__YOUR TASK__.
Beginning with the first line of the entries below, quote each line until you reach and include the line with "use spindeck_core::audio_file::load_track;".

__SUPPLIED ENTRIES__.
++++++++++++++++++++

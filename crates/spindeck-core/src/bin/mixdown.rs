//! Spindeck mixdown - offline render of both decks to a WAV file
//!
//! Usage: spindeck-mixdown <out.wav> <track-a> [track-b]
//!
//! Loads the given tracks, starts both decks from the top and renders the
//! mixed output block by block until every deck has played out. No audio
//! device is involved; this is the same engine the live player runs, pulled
//! synchronously.

use std::path::Path;

use anyhow::{bail, Context, Result};

use spindeck_core::audio_file::load_track;
use spindeck_core::engine::{gc::gc_handle, AudioEngine, BlockSource};
use spindeck_core::{StereoBuffer, DEFAULT_SAMPLE_RATE};

const BLOCK_SIZE: usize = 512;

/// Hard cap so a bad speed setting can't produce an unbounded file
const MAX_RENDER_SECONDS: f64 = 3600.0;

fn main() -> Result<()> {
    env_logger::Builder::from_env(env_logger::Env::default().default_filter_or("info"))
        .format_timestamp_millis()
        .init();

    let args: Vec<String> = std::env::args().skip(1).collect();
    if args.len() < 2 || args.len() > 3 {
        bail!("usage: spindeck-mixdown <out.wav> <track-a> [track-b]");
    }
    let out_path = Path::new(&args[0]);
    let track_paths = &args[1..];

    let (mut engine, _commands, monitors) = AudioEngine::new();
    engine.prepare(BLOCK_SIZE, DEFAULT_SAMPLE_RATE);

    let gc = gc_handle();
    for (deck, path) in track_paths.iter().enumerate() {
        let track = load_track(Path::new(path), DEFAULT_SAMPLE_RATE)
            .with_context(|| format!("could not load {}", path))?;
        println!("deck {}: {} ({:.1}s)", deck, path, track.length_seconds());

        let deck_pipeline = engine.deck_mut(deck).context("deck index out of range")?;
        deck_pipeline.load(Some(basedrop::Shared::new(&gc, track)));
        deck_pipeline.play();
    }

    let spec = hound::WavSpec {
        channels: 2,
        sample_rate: DEFAULT_SAMPLE_RATE,
        bits_per_sample: 32,
        sample_format: hound::SampleFormat::Float,
    };
    let mut writer = hound::WavWriter::create(out_path, spec)
        .with_context(|| format!("could not create {}", out_path.display()))?;

    let mut block = StereoBuffer::silence(BLOCK_SIZE);
    let max_blocks =
        (MAX_RENDER_SECONDS * DEFAULT_SAMPLE_RATE as f64 / BLOCK_SIZE as f64) as usize;
    let mut frames_written: u64 = 0;

    for _ in 0..max_blocks {
        engine.render_block(&mut block);
        for &value in block.as_interleaved() {
            writer.write_sample(value)?;
        }
        frames_written += BLOCK_SIZE as u64;

        if monitors.iter().all(|m| !m.is_playing()) {
            break;
        }
    }

    writer.finalize().context("failed to finalize WAV")?;
    println!(
        "wrote {} ({:.1}s)",
        out_path.display(),
        frames_written as f64 / DEFAULT_SAMPLE_RATE as f64
    );

    Ok(())
}
//! Control-to-audio command channel
//!
//! All engine mutations travel as `EngineCommand` values through a wait-free
//! SPSC ring buffer (rtrb). The audio thread drains the queue at the start of
//! every block, so commands apply on block boundaries and the control side
//! never takes a lock the audio thread can block on.

use basedrop::Shared;

use crate::audio_file::LoadedTrack;
use crate::engine::ToneBand;

/// Capacity of the command ring buffer. Commands are a few words each;
/// this is far more than a UI can plausibly emit between two blocks.
pub const COMMAND_QUEUE_CAPACITY: usize = 256;

pub enum EngineCommand {
    /// Put a decoded track on a deck. The `Shared` handle moves through the
    /// queue, so the audio thread takes ownership without an allocation.
    LoadTrack { deck: usize, track: Shared<LoadedTrack> },
    /// Detach the deck's track; the handle is dropped on the audio thread
    /// and reclaimed by the GC thread
    UnloadTrack { deck: usize },
    Play { deck: usize },
    Pause { deck: usize },
    TogglePlay { deck: usize },
    SeekSeconds { deck: usize, seconds: f64 },
    SeekRelative { deck: usize, position: f64 },
    SetVolume { deck: usize, gain: f32 },
    SetSpeed { deck: usize, ratio: f64 },
    SetTone { deck: usize, band: ToneBand },
}

impl EngineCommand {
    pub fn label(&self) -> &'static str {
        match self {
            EngineCommand::LoadTrack { .. } => "LoadTrack",
            EngineCommand::UnloadTrack { .. } => "UnloadTrack",
            EngineCommand::Play { .. } => "Play",
            EngineCommand::Pause { .. } => "Pause",
            EngineCommand::TogglePlay { .. } => "TogglePlay",
            EngineCommand::SeekSeconds { .. } => "SeekSeconds",
            EngineCommand::SeekRelative { .. } => "SeekRelative",
            EngineCommand::SetVolume { .. } => "SetVolume",
            EngineCommand::SetSpeed { .. } => "SetSpeed",
            EngineCommand::SetTone { .. } => "SetTone",
        }
    }

    /// Deck index the command targets
    pub fn deck(&self) -> usize {
        match self {
            EngineCommand::LoadTrack { deck, .. }
            | EngineCommand::UnloadTrack { deck }
            | EngineCommand::Play { deck }
            | EngineCommand::Pause { deck }
            | EngineCommand::TogglePlay { deck }
            | EngineCommand::SeekSeconds { deck, .. }
            | EngineCommand::SeekRelative { deck, .. }
            | EngineCommand::SetVolume { deck, .. }
            | EngineCommand::SetSpeed { deck, .. }
            | EngineCommand::SetTone { deck, .. } => *deck,
        }
    }
}

/// Control-side handle to the engine command queue
pub struct CommandSender {
    producer: rtrb::Producer<EngineCommand>,
}

impl CommandSender {
    pub(crate) fn new(producer: rtrb::Producer<EngineCommand>) -> Self {
        Self { producer }
    }

    /// Enqueue a command. If the queue is full (audio thread stalled or
    /// gone) the command is dropped with a warning rather than blocking.
    pub fn send(&mut self, command: EngineCommand) {
        let label = command.label();
        if self.producer.push(command).is_err() {
            log::warn!("engine command queue full, dropping {}", label);
        }
    }
}

#[cfg(test)]
mod tests {
    use super::*;

    #[test]
    fn full_queue_drops_instead_of_blocking() {
        let (producer, consumer) = rtrb::RingBuffer::new(2);
        let mut sender = CommandSender::new(producer);

        for _ in 0..5 {
            sender.send(EngineCommand::Play { deck: 0 });
        }
        // Still alive and non-blocking; the consumer sees the capacity
        assert_eq!(consumer.slots(), 2);
    }

    #[test]
    fn commands_report_their_target_deck() {
        assert_eq!(EngineCommand::Play { deck: 1 }.deck(), 1);
        assert_eq!(
            EngineCommand::SetVolume { deck: 0, gain: 0.5 }.deck(),
            0
        );
    }
}
//! TransportController - decoded-track ownership, playback cursor, gain
//!
//! The transport is the innermost pull source of a deck: it copies samples
//! from the loaded track into the output block at the current gain and
//! advances the cursor. All control mutations arrive between blocks (via the
//! engine command drain), so plain fields are safe here - the struct is owned
//! by the audio thread after setup.

use basedrop::Shared;

use crate::audio_file::LoadedTrack;
use crate::types::{PlayState, StereoBuffer, StereoSample};

use super::BlockSource;

pub struct TransportController {
    /// Currently loaded track (None renders silence).
    /// `Shared` defers the old track's deallocation to the GC thread when a
    /// load replaces it mid-session.
    track: Option<Shared<LoadedTrack>>,
    /// Playhead position in samples
    position: usize,
    state: PlayState,
    /// Target gain, applied from the start of the next block
    gain: f32,
    /// Gain actually reached at the end of the previous block; the render
    /// ramps from here to `gain` across one block to avoid a step
    applied_gain: f32,
    /// Sample rate from `prepare` (0 = not prepared)
    sample_rate: u32,
}

impl TransportController {
    pub fn new() -> Self {
        Self {
            track: None,
            position: 0,
            state: PlayState::Stopped,
            gain: 1.0,
            applied_gain: 1.0,
            sample_rate: 0,
        }
    }

    /// Load a track, or detach the current one with `None`.
    ///
    /// `load(None)` stops playback, clears the cursor and releases the track
    /// (idempotent). Loading a track replaces the old handle only after the
    /// new one is in place; the old allocation is reclaimed off-thread.
    pub fn load(&mut self, track: Option<Shared<LoadedTrack>>) {
        // The old handle drops here; its memory is reclaimed by the GC
        // thread, not the audio thread.
        self.track = track;
        self.position = 0;
        self.state = PlayState::Stopped;
    }

    pub fn has_track(&self) -> bool {
        self.track.is_some()
    }

    pub fn track(&self) -> Option<&Shared<LoadedTrack>> {
        self.track.as_ref()
    }

    /// Set output gain. Values outside [0, 1] are rejected and leave the
    /// prior gain unchanged.
    pub fn set_gain(&mut self, gain: f32) {
        if !(0.0..=1.0).contains(&gain) {
            log::warn!("transport: gain {} out of range [0, 1], ignored", gain);
            return;
        }
        self.gain = gain;
    }

    pub fn gain(&self) -> f32 {
        self.gain
    }

    pub fn start(&mut self) {
        if self.track.is_some() {
            self.state = PlayState::Playing;
        }
    }

    /// Pause playback. The cursor stays where it is, unlike `load(None)`.
    pub fn stop(&mut self) {
        self.state = PlayState::Stopped;
    }

    pub fn state(&self) -> PlayState {
        self.state
    }

    /// Cursor position in samples
    pub fn position(&self) -> usize {
        self.position
    }

    /// Seek to an absolute position in seconds
    pub fn set_position_seconds(&mut self, seconds: f64) {
        if seconds < 0.0 {
            log::warn!("transport: negative seek position {}, ignored", seconds);
            return;
        }
        let Some(track) = &self.track else {
            log::warn!("transport: seek with no track loaded, ignored");
            return;
        };
        let target = (seconds * self.sample_rate as f64) as usize;
        self.position = target.min(track.duration_samples().saturating_sub(1));
    }

    /// Seek to a position relative to the track length, r in [0, 1].
    /// Out-of-range input is rejected with no state change.
    pub fn set_position_relative(&mut self, relative: f64) {
        if !(0.0..=1.0).contains(&relative) {
            log::warn!(
                "transport: relative position {} out of range [0, 1], ignored",
                relative
            );
            return;
        }
        let seconds = self.length_seconds() * relative;
        self.set_position_seconds(seconds);
    }

    /// Cursor position as a fraction of the track length.
    /// Returns 0 when no track is loaded or the length is unknown.
    pub fn position_relative(&self) -> f64 {
        let duration = self
            .track
            .as_ref()
            .map(|t| t.duration_samples())
            .unwrap_or(0);
        if duration == 0 {
            return 0.0;
        }
        self.position as f64 / duration as f64
    }

    pub fn position_seconds(&self) -> f64 {
        if self.sample_rate == 0 {
            return 0.0;
        }
        self.position as f64 / self.sample_rate as f64
    }

    /// Nominal track length in seconds (0 when nothing is loaded)
    pub fn length_seconds(&self) -> f64 {
        self.track.as_ref().map(|t| t.length_seconds()).unwrap_or(0.0)
    }

    pub fn sample_rate(&self) -> u32 {
        self.sample_rate
    }
}

impl BlockSource for TransportController {
    fn prepare(&mut self, _block_size: usize, sample_rate: u32) {
        self.sample_rate = sample_rate;
        self.applied_gain = self.gain;
    }

    /// Real-time entry point: copy the next `out.len()` samples at the
    /// current gain, advancing the cursor. Past end of stream the block is
    /// padded with silence and the transport stops - never an error.
    fn render_block(&mut self, out: &mut StereoBuffer) {
        let n = out.len();
        if n == 0 {
            return;
        }

        let (Some(track), PlayState::Playing) = (&self.track, self.state) else {
            out.fill_silence();
            self.applied_gain = self.gain;
            return;
        };

        let duration = track.duration_samples();
        let g0 = self.applied_gain;
        let g1 = self.gain;
        let step = (g1 - g0) / n as f32;

        let samples = &track.samples;
        let dst = out.as_mut_slice();
        for (i, slot) in dst.iter_mut().enumerate() {
            let read_pos = self.position + i;
            let g = g0 + step * (i + 1) as f32;
            *slot = if read_pos < duration {
                samples[read_pos] * g
            } else {
                StereoSample::silence()
            };
        }
        self.applied_gain = g1;

        self.position += n;
        if self.position >= duration {
            self.position = duration.saturating_sub(1);
            self.state = PlayState::Stopped;
        }
    }

    fn release(&mut self) {
        self.sample_rate = 0;
    }
}

impl Default for TransportController {
    fn default() -> Self {
        Self::new()
    }
}
//! Audio backend error types

use thiserror::Error;

/// Errors that can occur while setting up the audio output
#[derive(Error, Debug)]
pub enum AudioError {
    #[error("no audio output devices found")]
    NoDevices,

    #[error("failed to get default audio device: {0}")]
    NoDefaultDevice(String),

    #[error("audio device not found: {0}")]
    DeviceNotFound(String),

    #[error("failed to get device config: {0}")]
    ConfigError(String),

    #[error("failed to build audio stream: {0}")]
    StreamBuildError(String),

    #[error("failed to start audio stream: {0}")]
    StreamPlayError(String),
}

pub type AudioResult<T> = Result<T, AudioError>;
//! Fundamental audio types shared by the engine and the control side:
//! stereo samples, the block buffer the render path operates on, and
//! playback state.

use std::ops::{Index, IndexMut};

/// Default sample rate the engine asks the device for (48kHz).
/// The actual rate is negotiated with the output device at startup.
pub const DEFAULT_SAMPLE_RATE: u32 = 48000;

/// Number of decks the player is built with
pub const NUM_DECKS: usize = 2;

/// Audio sample type (32-bit float throughout the signal path)
pub type Sample = f32;

/// A single stereo sample (left and right channels)
///
/// `#[repr(C)]` guarantees the [left, right] layout, so a `&[StereoSample]`
/// can be reinterpreted as interleaved `&[f32]` with bytemuck. The cpal
/// backend and the WAV writer rely on this to avoid per-frame conversions.
#[repr(C)]
#[derive(Debug, Clone, Copy, Default, PartialEq, bytemuck::Pod, bytemuck::Zeroable)]
pub struct StereoSample {
    pub left: Sample,
    pub right: Sample,
}

impl StereoSample {
    #[inline]
    pub fn new(left: Sample, right: Sample) -> Self {
        Self { left, right }
    }

    /// A silent stereo sample
    #[inline]
    pub fn silence() -> Self {
        Self::default()
    }

    /// A mono sample (same value in both channels)
    #[inline]
    pub fn mono(value: Sample) -> Self {
        Self { left: value, right: value }
    }

    /// Peak amplitude (max of abs(left), abs(right))
    #[inline]
    pub fn peak(&self) -> Sample {
        self.left.abs().max(self.right.abs())
    }
}

impl std::ops::Add for StereoSample {
    type Output = Self;

    #[inline]
    fn add(self, other: Self) -> Self {
        Self {
            left: self.left + other.left,
            right: self.right + other.right,
        }
    }
}

impl std::ops::AddAssign for StereoSample {
    #[inline]
    fn add_assign(&mut self, other: Self) {
        self.left += other.left;
        self.right += other.right;
    }
}

impl std::ops::Mul<Sample> for StereoSample {
    type Output = Self;

    #[inline]
    fn mul(self, factor: Sample) -> Self {
        Self {
            left: self.left * factor,
            right: self.right * factor,
        }
    }
}

impl std::ops::MulAssign<Sample> for StereoSample {
    #[inline]
    fn mul_assign(&mut self, factor: Sample) {
        self.left *= factor;
        self.right *= factor;
    }
}

/// A block of stereo samples
///
/// The one buffer type the whole signal path uses. Buffers are allocated to
/// their full capacity during `prepare` and only have their working length
/// adjusted inside the audio callback, which never allocates.
#[derive(Debug, Clone)]
pub struct StereoBuffer {
    samples: Vec<StereoSample>,
}

impl StereoBuffer {
    /// Create an empty buffer with the given capacity (in stereo samples)
    pub fn with_capacity(capacity: usize) -> Self {
        Self {
            samples: Vec::with_capacity(capacity),
        }
    }

    /// Create a buffer filled with silence
    pub fn silence(len: usize) -> Self {
        Self {
            samples: vec![StereoSample::silence(); len],
        }
    }

    /// Create a buffer from interleaved samples [L, R, L, R, ...]
    pub fn from_interleaved(interleaved: &[Sample]) -> Self {
        assert!(interleaved.len() % 2 == 0, "interleaved buffer must have even length");
        let samples = interleaved
            .chunks_exact(2)
            .map(|chunk| StereoSample::new(chunk[0], chunk[1]))
            .collect();
        Self { samples }
    }

    /// Create a buffer from an existing Vec of StereoSamples
    pub fn from_vec(samples: Vec<StereoSample>) -> Self {
        Self { samples }
    }

    /// Number of stereo samples in the buffer
    #[inline]
    pub fn len(&self) -> usize {
        self.samples.len()
    }

    #[inline]
    pub fn is_empty(&self) -> bool {
        self.samples.is_empty()
    }

    /// Allocated capacity in stereo samples
    #[inline]
    pub fn capacity(&self) -> usize {
        self.samples.capacity()
    }

    /// Set the working length of a pre-allocated buffer (real-time safe)
    ///
    /// Never allocates as long as `new_len <= capacity`; newly exposed
    /// elements are silence.
    #[inline]
    pub fn set_len_from_capacity(&mut self, new_len: usize) {
        if new_len > self.samples.len() {
            debug_assert!(
                new_len <= self.samples.capacity(),
                "set_len_from_capacity called with len > capacity"
            );
            self.samples.resize(new_len, StereoSample::silence());
        } else {
            self.samples.truncate(new_len);
        }
    }

    /// Fill the buffer with silence
    pub fn fill_silence(&mut self) {
        self.samples.fill(StereoSample::silence());
    }

    #[inline]
    pub fn as_slice(&self) -> &[StereoSample] {
        &self.samples
    }

    #[inline]
    pub fn as_mut_slice(&mut self) -> &mut [StereoSample] {
        &mut self.samples
    }

    /// Zero-copy view of the samples as interleaved f32 [L, R, L, R, ...]
    #[inline]
    pub fn as_interleaved(&self) -> &[Sample] {
        bytemuck::cast_slice(&self.samples)
    }

    /// Zero-copy mutable view as interleaved f32
    #[inline]
    pub fn as_interleaved_mut(&mut self) -> &mut [Sample] {
        bytemuck::cast_slice_mut(&mut self.samples)
    }

    /// Add another buffer to this one (sample-wise sum)
    pub fn add_buffer(&mut self, other: &StereoBuffer) {
        assert_eq!(self.len(), other.len(), "buffer lengths must match");
        for (dst, src) in self.samples.iter_mut().zip(other.samples.iter()) {
            *dst += *src;
        }
    }

    /// Scale all samples by a factor
    pub fn scale(&mut self, factor: Sample) {
        for sample in &mut self.samples {
            *sample *= factor;
        }
    }

    pub fn iter(&self) -> impl Iterator<Item = &StereoSample> {
        self.samples.iter()
    }

    pub fn iter_mut(&mut self) -> impl Iterator<Item = &mut StereoSample> {
        self.samples.iter_mut()
    }

    /// Peak amplitude across the buffer
    pub fn peak(&self) -> Sample {
        self.samples.iter().map(|s| s.peak()).fold(0.0, Sample::max)
    }
}

impl Index<usize> for StereoBuffer {
    type Output = StereoSample;

    #[inline]
    fn index(&self, index: usize) -> &Self::Output {
        &self.samples[index]
    }
}

impl IndexMut<usize> for StereoBuffer {
    #[inline]
    fn index_mut(&mut self, index: usize) -> &mut Self::Output {
        &mut self.samples[index]
    }
}

impl Default for StereoBuffer {
    fn default() -> Self {
        Self { samples: Vec::new() }
    }
}

/// Playback state of a deck transport
#[derive(Debug, Clone, Copy, PartialEq, Eq, Default)]
pub enum PlayState {
    #[default]
    Stopped,
    Playing,
}

#[cfg(test)]
mod tests {
    use super::*;

    #[test]
    fn stereo_sample_arithmetic() {
        let a = StereoSample::new(1.0, 2.0);
        let b = StereoSample::new(0.5, 0.5);

        let sum = a + b;
        assert_eq!(sum.left, 1.5);
        assert_eq!(sum.right, 2.5);

        let scaled = a * 0.5;
        assert_eq!(scaled.left, 0.5);
        assert_eq!(scaled.right, 1.0);
    }

    #[test]
    fn interleaved_round_trip_is_zero_copy_consistent() {
        let buffer = StereoBuffer::from_interleaved(&[1.0, 2.0, 3.0, 4.0, 5.0, 6.0]);
        assert_eq!(buffer.len(), 3);
        assert_eq!(buffer[0].left, 1.0);
        assert_eq!(buffer[2].right, 6.0);
        assert_eq!(buffer.as_interleaved(), &[1.0, 2.0, 3.0, 4.0, 5.0, 6.0]);
    }

    #[test]
    fn set_len_from_capacity_exposes_silence() {
        let mut buffer = StereoBuffer::silence(8);
        buffer.as_mut_slice()[7] = StereoSample::mono(0.9);
        buffer.set_len_from_capacity(4);
        assert_eq!(buffer.len(), 4);
        buffer.set_len_from_capacity(8);
        // The shrink/grow cycle must not resurrect old data
        assert_eq!(buffer[7], StereoSample::silence());
    }

    #[test]
    fn add_buffer_sums_samples() {
        let mut a = StereoBuffer::silence(4);
        let mut b = StereoBuffer::silence(4);
        a.as_mut_slice()[1] = StereoSample::mono(0.25);
        b.as_mut_slice()[1] = StereoSample::mono(0.5);
        a.add_buffer(&b);
        assert_eq!(a[1], StereoSample::mono(0.75));
        assert_eq!(a[0], StereoSample::silence());
    }
}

++++++++++++++++++++

__FINAL ANSWER__.
filename crates/spindeck-core/src/bin/mixdown.rs
//! Spindeck mixdown - offline render of both decks to a WAV file
//!
//! Usage: spindeck-mixdown <out.wav> <track-a> [track-b]
//!
//! Loads the given tracks, starts both decks from the top and renders the
//! mixed output block by block until every deck has played out. No audio
//! device is involved; this is the same engine the live player runs, pulled
//! synchronously.

use std::path::Path;

use anyhow::{bail, Context, Result};

use spindeck_core::audio_file::load_track;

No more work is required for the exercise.